Deze tweede stelling van de Geheime Leer betreft de algemene geldigheid van de wet van periodiciteit van eb en vloed, van neergang en opkomst, die de natuurwetenschap op alle gebieden van de natuur heeft waargenomen en beschreven. Een afwisseling zoals tussen dag en nacht, leven en dood, slapen en waken is een feit dat zo gewoon is, zo volkomen algemeen en zonder uitzondering, dat het gemakkelijk is te begrijpen dat wij er een van de werkelijk fundamentele wetten van het heelal in zien.

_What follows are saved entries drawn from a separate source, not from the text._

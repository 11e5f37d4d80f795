//! 周期预约展开
//!
//! Expands a [`RecurringTemplate`] into concrete occurrences. Expansion is a
//! pure function of the template: calling it twice yields the same sequence.

use chrono::{Datelike, Months, NaiveDate, NaiveDateTime, NaiveTime};
use chrono_tz::Tz;
use shared::models::{
    Appointment, AppointmentStatus, RecurrencePattern, RecurringTemplate, WeekDay,
};

use super::error::{SchedulingError, SchedulingResult};
use crate::utils::time;

pub const MIN_TEMPLATE_DURATION_MINUTES: u32 = 30;
pub const MAX_TEMPLATE_DURATION_MINUTES: u32 = 480;

/// Bounds applied when the template leaves them open
#[derive(Debug, Clone, Copy, PartialEq, Eq)]
pub struct ExpansionLimits {
    /// Cap when `max_occurrences` is unset
    pub max_occurrences: u32,
    /// End bound in years when `end_date` is unset
    pub horizon_years: u32,
}

impl Default for ExpansionLimits {
    fn default() -> Self {
        Self {
            max_occurrences: 1000,
            horizon_years: 10,
        }
    }
}

/// Structural validation of a template
pub fn validate_template(t: &RecurringTemplate) -> SchedulingResult<()> {
    let invalid = |msg: &str| Err(SchedulingError::InvalidRecurrence(msg.to_string()));

    if t.supplier_id == 0 || t.employee_id == 0 || t.operation_id == 0 || t.product_id == 0 {
        return invalid("supplier, employee, operation and product are required");
    }
    if t.quantity_to_deliver <= 0 {
        return Err(SchedulingError::InvalidQuantity(t.quantity_to_deliver));
    }
    match (t.end_date, t.max_occurrences) {
        (Some(_), Some(_)) => return invalid("set either end_date or max_occurrences, not both"),
        (None, None) => return invalid("either end_date or max_occurrences is required"),
        (None, Some(0)) => return invalid("max_occurrences must be greater than zero"),
        (Some(end), None) if end <= t.start_date => {
            return invalid("end_date must be after start_date");
        }
        _ => {}
    }
    if !(MIN_TEMPLATE_DURATION_MINUTES..=MAX_TEMPLATE_DURATION_MINUTES).contains(&t.duration_minutes)
    {
        return invalid("duration_minutes must be between 30 and 480");
    }
    if t.start_time_minutes > 1439 {
        return invalid("start_time_minutes must be between 0 and 1439");
    }
    match t.pattern {
        RecurrencePattern::Weekly | RecurrencePattern::Biweekly if t.week_days.is_empty() => {
            return invalid("weekly and biweekly patterns need at least one weekday");
        }
        RecurrencePattern::Monthly if !matches!(t.month_day, Some(1..=31)) => {
            return invalid("monthly pattern needs month_day between 1 and 31");
        }
        _ => {}
    }
    Ok(())
}

fn includes(t: &RecurringTemplate, day: NaiveDate) -> bool {
    let weekday = WeekDay::from(day.weekday());
    match t.pattern {
        RecurrencePattern::Daily => true,
        RecurrencePattern::Weekly => t.week_days.contains(&weekday),
        RecurrencePattern::Biweekly => {
            let weeks = (day - t.start_date).num_days() / 7;
            weeks % 2 == 0 && t.week_days.contains(&weekday)
        }
        RecurrencePattern::Monthly => t.month_day == Some(day.day()),
    }
}

/// First day past the expansion window (exclusive)
fn end_bound(t: &RecurringTemplate, limits: &ExpansionLimits) -> NaiveDate {
    t.end_date.unwrap_or_else(|| {
        t.start_date
            .checked_add_months(Months::new(limits.horizon_years.saturating_mul(12)))
            .unwrap_or(NaiveDate::MAX)
    })
}

/// Local start date-times of every occurrence, in order.
///
/// Walks day by day from `start_date` to the end bound, keeps days matching
/// the pattern, drops excluded dates, stops after the occurrence cap.
pub fn generate_occurrences(
    t: &RecurringTemplate,
    limits: &ExpansionLimits,
) -> Vec<NaiveDateTime> {
    let cap = t.max_occurrences.unwrap_or(limits.max_occurrences) as usize;
    let last = end_bound(t, limits);
    let offset = NaiveTime::from_num_seconds_from_midnight_opt(t.start_time_minutes.min(1439) * 60, 0)
        .unwrap_or(NaiveTime::MIN);

    let mut occurrences = Vec::new();
    let mut day = t.start_date;
    while day < last && occurrences.len() < cap {
        if includes(t, day) && !t.exclusion_dates.contains(&day) {
            occurrences.push(day.and_time(offset));
        }
        match day.succ_opt() {
            Some(next) => day = next,
            None => break,
        }
    }
    occurrences
}

/// Concrete pending appointments for every occurrence.
///
/// Neither persisted nor conflict-checked. `next_id` supplies ids.
pub fn generate_appointments(
    t: &RecurringTemplate,
    limits: &ExpansionLimits,
    tz: Tz,
    now: i64,
    mut next_id: impl FnMut() -> i64,
) -> Vec<Appointment> {
    let duration = i64::from(t.duration_minutes) * 60_000;
    generate_occurrences(t, limits)
        .into_iter()
        .map(|local| {
            let start = time::date_minutes_to_millis(local.date(), t.start_time_minutes, tz);
            Appointment {
                id: next_id(),
                supplier_id: t.supplier_id,
                employee_id: t.employee_id,
                operation_id: t.operation_id,
                product_id: t.product_id,
                scheduled_start: start,
                scheduled_end: start + duration,
                status: AppointmentStatus::Pending,
                quantity_to_deliver: t.quantity_to_deliver,
                notes: t.notes.clone(),
                cancellation_reason: None,
                confirmed_at: None,
                cancelled_at: None,
                completed_at: None,
                recurring_template_id: Some(t.id),
                created_at: now,
                updated_at: now,
            }
        })
        .collect()
}

#[cfg(test)]
mod tests {
    use super::*;

    fn ymd(y: i32, m: u32, d: u32) -> NaiveDate {
        NaiveDate::from_ymd_opt(y, m, d).unwrap()
    }

    fn template(pattern: RecurrencePattern) -> RecurringTemplate {
        RecurringTemplate {
            id: 500,
            supplier_id: 1,
            employee_id: 2,
            operation_id: 3,
            product_id: 4,
            quantity_to_deliver: 10,
            notes: Some("pallets".into()),
            pattern,
            start_date: ymd(2025, 6, 1),
            end_date: None,
            max_occurrences: Some(4),
            start_time_minutes: 9 * 60,
            duration_minutes: 60,
            week_days: vec![],
            month_day: None,
            exclusion_dates: vec![],
            materialized_at: None,
            created_at: 0,
            updated_at: 0,
        }
    }

    fn dates(occurrences: &[NaiveDateTime]) -> Vec<NaiveDate> {
        occurrences.iter().map(|o| o.date()).collect()
    }

    #[test]
    fn test_weekly_monday_wednesday() {
        let mut t = template(RecurrencePattern::Weekly);
        t.week_days = vec![WeekDay::Monday, WeekDay::Wednesday];

        let occ = generate_occurrences(&t, &ExpansionLimits::default());
        assert_eq!(
            dates(&occ),
            vec![
                ymd(2025, 6, 2),
                ymd(2025, 6, 4),
                ymd(2025, 6, 9),
                ymd(2025, 6, 11)
            ]
        );
        assert!(
            occ.iter()
                .all(|o| o.time() == NaiveTime::from_hms_opt(9, 0, 0).unwrap())
        );
    }

    #[test]
    fn test_exclusion_removes_exactly_one() {
        let mut t = template(RecurrencePattern::Weekly);
        t.week_days = vec![WeekDay::Monday, WeekDay::Wednesday];
        t.max_occurrences = None;
        t.end_date = Some(ymd(2025, 6, 30));

        let before = dates(&generate_occurrences(&t, &ExpansionLimits::default()));
        t.exclusion_dates = vec![ymd(2025, 6, 11)];
        let after = dates(&generate_occurrences(&t, &ExpansionLimits::default()));

        assert_eq!(after.len(), before.len() - 1);
        let expected: Vec<_> = before
            .into_iter()
            .filter(|d| *d != ymd(2025, 6, 11))
            .collect();
        assert_eq!(after, expected);
    }

    #[test]
    fn test_excluded_dates_do_not_count_toward_cap() {
        let mut t = template(RecurrencePattern::Daily);
        t.exclusion_dates = vec![ymd(2025, 6, 2)];
        let occ = dates(&generate_occurrences(&t, &ExpansionLimits::default()));
        assert_eq!(
            occ,
            vec![
                ymd(2025, 6, 1),
                ymd(2025, 6, 3),
                ymd(2025, 6, 4),
                ymd(2025, 6, 5)
            ]
        );
    }

    #[test]
    fn test_idempotent() {
        let mut t = template(RecurrencePattern::Biweekly);
        t.week_days = vec![WeekDay::Tuesday, WeekDay::Friday];
        t.max_occurrences = Some(20);
        let limits = ExpansionLimits::default();
        assert_eq!(generate_occurrences(&t, &limits), generate_occurrences(&t, &limits));
    }

    #[test]
    fn test_biweekly_skips_odd_weeks() {
        let mut t = template(RecurrencePattern::Biweekly);
        t.week_days = vec![WeekDay::Monday];
        let occ = dates(&generate_occurrences(&t, &ExpansionLimits::default()));
        // start Sunday 2025-06-01: week 0 holds 06-02, week 1 (06-09) is skipped
        assert_eq!(
            occ,
            vec![
                ymd(2025, 6, 2),
                ymd(2025, 6, 16),
                ymd(2025, 6, 30),
                ymd(2025, 7, 14)
            ]
        );
    }

    #[test]
    fn test_monthly_skips_short_months() {
        let mut t = template(RecurrencePattern::Monthly);
        t.month_day = Some(31);
        t.start_date = ymd(2025, 1, 1);
        t.max_occurrences = Some(3);
        let occ = dates(&generate_occurrences(&t, &ExpansionLimits::default()));
        assert_eq!(occ, vec![ymd(2025, 1, 31), ymd(2025, 3, 31), ymd(2025, 5, 31)]);
    }

    #[test]
    fn test_end_date_is_exclusive() {
        let mut t = template(RecurrencePattern::Daily);
        t.max_occurrences = None;
        t.end_date = Some(ymd(2025, 6, 3));
        let occ = dates(&generate_occurrences(&t, &ExpansionLimits::default()));
        assert_eq!(occ, vec![ymd(2025, 6, 1), ymd(2025, 6, 2)]);
    }

    #[test]
    fn test_default_cap_and_horizon() {
        let mut t = template(RecurrencePattern::Daily);
        t.max_occurrences = None;
        let occ = generate_occurrences(&t, &ExpansionLimits::default());
        assert_eq!(occ.len(), 1000);

        let limits = ExpansionLimits {
            max_occurrences: 100_000,
            horizon_years: 1,
        };
        let occ = generate_occurrences(&t, &limits);
        // 2025-06-01 .. 2026-06-01
        assert_eq!(occ.len(), 365);
    }

    #[test]
    fn test_generate_appointments() {
        let mut t = template(RecurrencePattern::Daily);
        t.max_occurrences = Some(2);
        let mut ids = 0..;
        let appts = generate_appointments(&t, &ExpansionLimits::default(), Tz::UTC, 42, || {
            ids.next().unwrap()
        });

        assert_eq!(appts.len(), 2);
        let first = &appts[0];
        assert_eq!(first.id, 0);
        assert_eq!(first.status, AppointmentStatus::Pending);
        assert_eq!(first.recurring_template_id, Some(500));
        assert_eq!(first.duration_millis(), 3_600_000);
        assert_eq!(
            first.scheduled_start,
            chrono::DateTime::parse_from_rfc3339("2025-06-01T09:00:00Z")
                .unwrap()
                .timestamp_millis()
        );
        assert_eq!(appts[1].scheduled_start - first.scheduled_start, 86_400_000);
    }

    #[test]
    fn test_validate_template() {
        let mut t = template(RecurrencePattern::Weekly);
        assert!(matches!(
            validate_template(&t),
            Err(SchedulingError::InvalidRecurrence(_))
        ));
        t.week_days = vec![WeekDay::Friday];
        assert!(validate_template(&t).is_ok());

        let mut both = t.clone();
        both.end_date = Some(ymd(2025, 7, 1));
        assert!(validate_template(&both).is_err());

        let mut neither = t.clone();
        neither.max_occurrences = None;
        assert!(validate_template(&neither).is_err());

        let mut zero = t.clone();
        zero.max_occurrences = Some(0);
        assert!(validate_template(&zero).is_err());

        let mut backwards = t.clone();
        backwards.max_occurrences = None;
        backwards.end_date = Some(ymd(2025, 5, 1));
        assert!(validate_template(&backwards).is_err());

        let mut same_day = t.clone();
        same_day.max_occurrences = None;
        same_day.end_date = Some(t.start_date);
        assert!(validate_template(&same_day).is_err());

        let mut short = t.clone();
        short.duration_minutes = 29;
        assert!(validate_template(&short).is_err());

        let mut late = t.clone();
        late.start_time_minutes = 1440;
        assert!(validate_template(&late).is_err());

        let mut monthly = template(RecurrencePattern::Monthly);
        monthly.month_day = Some(32);
        assert!(validate_template(&monthly).is_err());
        monthly.month_day = Some(15);
        assert!(validate_template(&monthly).is_ok());

        let mut qty = t.clone();
        qty.quantity_to_deliver = 0;
        assert!(matches!(
            validate_template(&qty),
            Err(SchedulingError::InvalidQuantity(0))
        ));
    }
}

Ook hierbij kan een kanttekening geplaatst worden. De ‘algemene geldigheid van de wet van periodiciteit van eb en vloed, van neergang en opkomst, die de natuurwetenschap op alle gebieden van de natuur heeft waargenomen en beschreven’, kon ook niet anders dan door diezelfde natuurwetenschap zo beschreven worden omdat we in een 3D-wereld leven en in dit geval staat 3D voor lengte, breedte en hoogte. Maar de wereld buiten de aarde is 5D en dus tijd- en ruimteloosheid, zodat er geen lengte, breedte of diepte kunnen bestaan want overal aanwezig (en dan komen we op het terrein van de kwantumfysica, die anders dan aardse fysici menen, geen duaal wetenschapsgebied is, maar behoort tot het nonduaal terrein van denken). En dan valt pas in te zien dat de aardse astrofysici en astronomen met zoveel raadsels in het universum worden geconfronteerd die strijdig zijn met de aardse natuurwetten. Het verschil tussen 5D en 3D. Maar dat is geen eeuwige wet aangezien de mens evolueert naar hogere dimensies, waar weer andere wetmatigheden gelden. Nergens zijn natuurwetten gelijk of dezelfde.

Bovendien leert de Geheime Leer:

  • De fundamentele gelijkheid van alle zielen met de Universele Overziel, die zelf een aspect is van de Onbekende Wortel; en de verplichte[i] pelgrimstocht voor iedere ziel – een vonk van eerstgenoemde – door de cyclus van incarnatie (of ‘noodzakelijkheid’) in overeenstemming met de cyclische en karmische wet gedurende het hele tijdperk. Met andere woorden, geen zuiver geestelijk buddhi (goddelijke ziel) kan een onafhankelijk (bewust) bestaan hebben voordat de vonk die voortkwam uit de zuivere essentie van het universele zesde beginsel – of de overziel – a. door iedere grondvorm van de verschijnselenwereld van die Manvantara is heengegaan en b. individualiteit heeft verkregen eerst door een instinct en daarna door zelf teweeggebrachte en zelf bedachte krachtsinspanningen (beperkt door haar karma), terwijl zij zo opklom door alle graden van intelligentie heen, van de laagste tot de hoogste manas, van de delfstof en de plant tot aan de heiligste aartsengel. De kernleer van de esoterisch filosofie erkent geen voorrechten of bijzondere gaven van de mens, behalve die zijn eigen ego heeft verkregen door persoonlijke inspanning en verdienste gedurende een lange reeks van zielsverhuizingen en reïncarnaties….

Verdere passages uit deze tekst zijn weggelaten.